The plateau of the Kalenderberg hill has an area of about 600 x 500 m and a steep drop-off all round, which is vertical in places. It can only be accessed from the north, where a rift cuts through the side of the hill. This location is ideal for a hilltop settlement.
The ‘Kalenderberg culture’
After the first finds were made in 1892, a number of excavations were carried out on the plateau of the hill from 1908 to 1911. These uncovered fragments of mysterious ‘moon idols’, also referred to as firedogs, as well as pottery with carved decorations such as bands, garlands and cable patterns, which led the Viennese archaeologist Oswald Menghin to speak of a ‘Kalenderberg culture’. This is still considered to be a regional form of the eastern Hallstatt culture of the early Iron Age (750 to 450 BC).
The Natural History Museum Vienna carried out further excavations in 1970/71 and 1976/77, in particular along the rampart. It appears to have been made from heaped-up gravel and stone, and possibly had a wooden supporting structure. On the south side of the complex, the rampart had a kind of stone packing in places, possibly the remains of a drystone wall. The front slope towards the north drops away without a structure.
A regional centre
The rampart on the Kalenderberg seems to be the only one on the edge of the Vienna Basin to have been built during the Hallstatt culture. Hallstatt-period settlements usually stood within older ramparts that dated back to the Urnfield culture of the Late Bronze Age (1200 to 750 BC).

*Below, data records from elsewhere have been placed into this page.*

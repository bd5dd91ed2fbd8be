//! Idempotent, optimistically locked secret data patch

use std::collections::BTreeMap;

use tracing::debug;

use crate::adapters::{data_fingerprint, secret_bytes, ClusterClient};
use crate::error::Result;

/// Result of a secret patch
#[derive(Debug, Clone, Copy, PartialEq, Eq)]
pub enum PatchResult {
    /// The secret already held the data, nothing was written
    Unchanged,
    /// The data map was replaced
    Patched,
}

/// Replace the data of secret `namespace/name` with `data`
///
/// The secret is read live. A missing secret is returned as an error: it is
/// (re)created by the pod status controller, not here. When the fingerprints of
/// the current and new data match no write is issued. Otherwise the full data
/// map is replaced under the resourceVersion that was read.
pub async fn patch_secret(
    cluster: &dyn ClusterClient,
    name: &str,
    namespace: &str,
    data: &BTreeMap<String, Vec<u8>>,
) -> Result<PatchResult> {
    let secret = cluster.get_secret(name, namespace).await?;

    if data_fingerprint(&secret_bytes(&secret)) == data_fingerprint(data) {
        debug!(secret = %name, namespace = %namespace, "Secret data unchanged, skipping patch");
        return Ok(PatchResult::Unchanged);
    }

    cluster.patch_secret(&secret, data).await?;
    Ok(PatchResult::Patched)
}
//! Work queue, retry policy and bounded local retries
//!
//! The scheduler and the workers share nothing but the [`WorkQueue`]. The
//! [`RetryPolicy`] decides how a key goes back into the queue after a
//! reconcile attempt; [`retry_with_backoff`] covers the short in-place
//! retries of individual writes.

mod backoff;
mod retry;
mod work_queue;

pub use backoff::{retry_with_backoff, Backoff};
pub use retry::{AttemptOutcome, RetryDecision, RetryPolicy};
pub use work_queue::WorkQueue;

There can be no doubt that the settlement on the Kalenderberg was an important place. The rulers of settlements of this kind, which can be regarded as ‘early urban’ settlements, were usually buried under large burial mounds. If there were any ever burial mounds of this kind in the area surrounding the Kalenderberg, they are still waiting to be discovered, however.
Tip: numerous Hallstatt-period finds from the Kalenderberg can be seen in the Museum Mödling.